More seems better for contemporary Christians. Keep the frantic tradition alive so we don’t have to ask why we’re doing all this .. . and if it’s really all that effective. Just keep the ministry machine in high gear: “If the devil can’t make you bad, he’ll make you busy.,” an old lady once said. We stuff more into our holiday programming than the Grinch stuffed into his bulging pooch-drawn sleigh.
Motion without meaning.
Frenzy without fruit. (This, by the way, is the futile nature of event-based, rather than relational, Christianity.) We’re always gearing up for the next big thing that will over-promise and under-fulfill. “This Christmas season will be different,” we tell ourselves … again.
Ironically, we talk about the Prince of Peace –The unassuming One who did nothing to market himself or his ministry; and lived simply with his nomadic band, often avoiding the crowds. How would Jesus spend Christmas? If churches answered this question honestly, the changes they could make would produce more of what they really hope for this season. Is all this for Him, or to help us compete for the ‘Best Christmas Program” trophy?

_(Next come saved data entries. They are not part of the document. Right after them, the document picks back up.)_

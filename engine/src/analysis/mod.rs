// Statistics, regional mapping and chart data for one analysis run
pub mod charts;
pub mod region;
pub mod statistics;

use crate::data::dataset::Dataset;
use crate::data::filter::RecordFilter;
use region::RegionMapper;
use shared::models::{ChartBundle, EducationLevel};
use statistics::DualSummary;

/// Result of analysing one column of a filtered view.
#[derive(Debug, Clone)]
pub struct AnalysisOutcome {
    pub level: EducationLevel,
    pub rows: usize,
    pub summary: DualSummary,
    pub charts: ChartBundle,
}

pub fn analyze(
    filtered: &Dataset,
    filter: &RecordFilter,
    level: EducationLevel,
    mapper: &RegionMapper,
) -> AnalysisOutcome {
    let columns = filtered.level_columns();
    let summary = statistics::summarize_dual(columns.get(level));
    tracing::info!(
        column = level.column_name(),
        rows = filtered.len(),
        missing = summary.missing,
        "Statistics computed"
    );
    AnalysisOutcome {
        level,
        rows: filtered.len(),
        summary,
        charts: charts::build_bundle(filtered, &columns, filter, level, mapper),
    }
}
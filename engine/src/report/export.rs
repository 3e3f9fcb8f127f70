// Writes chart bundles as JSON for an external plotting tool
use crate::error::AnalysisError;
use shared::models::ChartBundle;
use std::path::{Path, PathBuf};

pub fn bundle_file_name(bundle: &ChartBundle) -> String {
    format!(
        "pnate_{}_{}.json",
        bundle.column,
        bundle.generated_at.format("%Y%m%dT%H%M%S")
    )
}

/// Creates `dir` if needed and returns the path written.
pub fn write_bundle(dir: &Path, bundle: &ChartBundle) -> Result<PathBuf, AnalysisError> {
    std::fs::create_dir_all(dir)?;
    let path = dir.join(bundle_file_name(bundle));
    std::fs::write(&path, bundle.to_json_pretty()?)?;
    tracing::info!(path = %path.display(), column = %bundle.column, "Chart data exported");
    Ok(path)
}
pub mod models;
pub mod utils;
// Menu state machine. Transitions are pure so they can be tested without a terminal.
use crate::data::dataset::Dataset;
use crate::data::filter::RecordFilter;
use shared::models::EducationLevel;

#[derive(Debug, Clone, Copy, PartialEq, Eq)]
pub enum FilterKind {
    State,
    Municipality,
}

#[derive(Debug, Clone, PartialEq, Eq)]
pub enum MenuState {
    MainMenu,
    FilterSelect(FilterKind),
    ColumnSelect(RecordFilter),
    Report { filter: RecordFilter, level: EducationLevel },
    Continue,
    Exit,
}

#[derive(Debug, Clone, Copy, PartialEq, Eq)]
pub enum Notice {
    InvalidChoice,
    EmptyFilter,
    Finished,
}

impl Notice {
    pub fn message(&self) -> &'static str {
        match self {
            Notice::InvalidChoice => "Invalid option.",
            Notice::EmptyFilter => "No data found for this filter.",
            Notice::Finished => "\nProgram finished.",
        }
    }
}

#[derive(Debug, Clone, PartialEq, Eq)]
pub struct Transition {
    pub next: MenuState,
    pub notice: Option<Notice>,
}

impl Transition {
    fn to(next: MenuState) -> Self {
        Transition { next, notice: None }
    }

    fn with_notice(next: MenuState, notice: Notice) -> Self {
        Transition { next, notice: Some(notice) }
    }
}

impl MenuState {
    /// Empty for `Report` and `Exit`, which never read input.
    pub fn prompt(&self, dataset: &Dataset) -> String {
        match self {
            MenuState::MainMenu => "\nFilter the data?\n\
                1 - Analyse all states and municipalities\n\
                2 - Choose a state (Sigla_uf)\n\
                3 - Choose a specific municipality\n\
                0 - Exit\n\
                Enter the option number: "
                .to_string(),
            MenuState::FilterSelect(FilterKind::State) => format!(
                "\nAvailable states: {}\nEnter the state code (e.g. SP): ",
                dataset.state_codes().join(", ")
            ),
            MenuState::FilterSelect(FilterKind::Municipality) => "Enter the municipality name: ".to_string(),
            MenuState::ColumnSelect(_) => {
                let mut prompt = String::from("\nChoose the column to analyse:\n");
                for (idx, level) in EducationLevel::ALL.iter().enumerate() {
                    prompt.push_str(&format!("{} - {}\n", idx + 1, level.column_name()));
                }
                prompt.push_str("Enter the column number: ");
                prompt
            }
            MenuState::Continue => "\nRun another analysis? (S/N): ".to_string(),
            MenuState::Report { .. } | MenuState::Exit => String::new(),
        }
    }

    pub fn on_input(&self, input: &str, dataset: &Dataset) -> Transition {
        let answer = input.trim();
        match self {
            MenuState::MainMenu => match answer {
                "0" => Transition::with_notice(MenuState::Exit, Notice::Finished),
                "1" => Self::select_rows(RecordFilter::All, dataset),
                "2" => Transition::to(MenuState::FilterSelect(FilterKind::State)),
                "3" => Transition::to(MenuState::FilterSelect(FilterKind::Municipality)),
                _ => Transition::with_notice(MenuState::MainMenu, Notice::InvalidChoice),
            },
            MenuState::FilterSelect(FilterKind::State) => Self::select_rows(RecordFilter::state(answer), dataset),
            MenuState::FilterSelect(FilterKind::Municipality) => {
                Self::select_rows(RecordFilter::municipality(answer), dataset)
            }
            MenuState::ColumnSelect(filter) => match EducationLevel::from_menu_choice(answer) {
                Some(level) => Transition::to(MenuState::Report { filter: filter.clone(), level }),
                None => Transition::with_notice(MenuState::MainMenu, Notice::InvalidChoice),
            },
            MenuState::Continue => match answer.to_uppercase().as_str() {
                "S" => Transition::to(MenuState::MainMenu),
                _ => Transition::with_notice(MenuState::Exit, Notice::Finished),
            },
            MenuState::Report { .. } | MenuState::Exit => Transition::to(self.clone()),
        }
    }

    pub fn after_report(&self) -> MenuState {
        match self {
            MenuState::Report { .. } => MenuState::Continue,
            other => other.clone(),
        }
    }

    fn select_rows(filter: RecordFilter, dataset: &Dataset) -> Transition {
        if !dataset.records().iter().any(|r| filter.matches(r)) {
            Transition::with_notice(MenuState::MainMenu, Notice::EmptyFilter)
        } else {
            Transition::to(MenuState::ColumnSelect(filter))
        }
    }
}

#[cfg(test)]
mod tests {
    use super::*;
    use shared::models::TransferRecord;

    fn dataset() -> Dataset {
        Dataset::new(vec![TransferRecord {
            state_code: "SP".to_string(),
            municipality: "CAMPINAS".to_string(),
            executing_entity: None,
            infantile: "R$ 1,00".to_string(),
            fundamental: "R$ 2,00".to_string(),
            secondary: "R$ 3,00".to_string(),
        }])
    }

    #[test]
    fn test_main_menu_transitions() {
        let data = dataset();
        let menu = MenuState::MainMenu;
        assert_eq!(menu.on_input("0", &data).next, MenuState::Exit);
        assert_eq!(menu.on_input("1", &data).next, MenuState::ColumnSelect(RecordFilter::All));
        assert_eq!(menu.on_input(" 2 ", &data).next, MenuState::FilterSelect(FilterKind::State));
        assert_eq!(menu.on_input("3", &data).next, MenuState::FilterSelect(FilterKind::Municipality));

        let invalid = menu.on_input("9", &data);
        assert_eq!(invalid.next, MenuState::MainMenu);
        assert_eq!(invalid.notice, Some(Notice::InvalidChoice));
    }

    #[test]
    fn test_state_selection_normalizes_and_reports_empty() {
        let data = dataset();
        let select = MenuState::FilterSelect(FilterKind::State);
        assert_eq!(
            select.on_input("sp ", &data).next,
            MenuState::ColumnSelect(RecordFilter::State("SP".to_string()))
        );

        let empty = select.on_input("RJ", &data);
        assert_eq!(empty.next, MenuState::MainMenu);
        assert_eq!(empty.notice, Some(Notice::EmptyFilter));
    }

    #[test]
    fn test_unknown_municipality_returns_to_main_menu() {
        let data = dataset();
        let t = MenuState::FilterSelect(FilterKind::Municipality).on_input("Atlantis", &data);
        assert_eq!(t, Transition::with_notice(MenuState::MainMenu, Notice::EmptyFilter));
    }

    #[test]
    fn test_invalid_column_goes_back_to_main_menu() {
        let data = dataset();
        let column = MenuState::ColumnSelect(RecordFilter::All);
        let t = column.on_input("7", &data);
        assert_eq!(t.next, MenuState::MainMenu);
        assert_eq!(t.notice, Some(Notice::InvalidChoice));

        assert_eq!(
            column.on_input("2", &data).next,
            MenuState::Report { filter: RecordFilter::All, level: EducationLevel::Fundamental }
        );
    }

    #[test]
    fn test_continue_prompt() {
        let data = dataset();
        assert_eq!(MenuState::Continue.on_input("s", &data).next, MenuState::MainMenu);
        assert_eq!(MenuState::Continue.on_input(" S ", &data).next, MenuState::MainMenu);
        assert_eq!(MenuState::Continue.on_input("Y", &data).next, MenuState::Exit);
        assert_eq!(MenuState::Continue.on_input("n", &data).next, MenuState::Exit);
        assert_eq!(MenuState::Continue.on_input("", &data).next, MenuState::Exit);
    }

    #[test]
    fn test_report_flows_into_continue() {
        let report = MenuState::Report { filter: RecordFilter::All, level: EducationLevel::Infantile };
        assert_eq!(report.after_report(), MenuState::Continue);
    }

    #[test]
    fn test_continue_prompt_uses_s_n() {
        assert!(MenuState::Continue.prompt(&dataset()).ends_with("(S/N): "));
    }

    #[test]
    fn test_state_prompt_lists_available_codes() {
        let prompt = MenuState::FilterSelect(FilterKind::State).prompt(&dataset());
        assert!(prompt.contains("Available states: SP"));
    }
}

Do our people really want all this Christmas chaos, especially from their churches? Why do we preach about priorities and restoring ‘margin’ in our lives, only to blow it all during the giant ramp-up to Christmas? Why do we admonish our people to find balance during the busy holidays in order to focus on the true meaning, while simultaneously creating a very unbalanced, over-programmed holiday schedule for ourselves?
Perhaps our bulging blowouts are indicative of another, deeper crisis: We’ve succumbed to American consumerism and its “never-enough” mantra, rather than planning for simplicity during Christmastide. What would it look like to plan for simplicity this holiday season?
Helpful resources for simplifying Christmas:
. Christmas - A Candid History, by Bruce David Forbes. This accessible book tells us how the whole holiday came into being. Did you know that the “early Christians in the first two or three centuries did not celebrate Christmas?” Also, Forbes points out that former President Franklin Roosevelt “changed the date of Thanksgiving in order to lengthen the Christmas shopping season.”
. Hundred Dollar Holiday, by Bill McKibben. A short, but filling little book that also traces the roots of the holiday, and includes great practical ideals for a more meaningful, simple Christmas.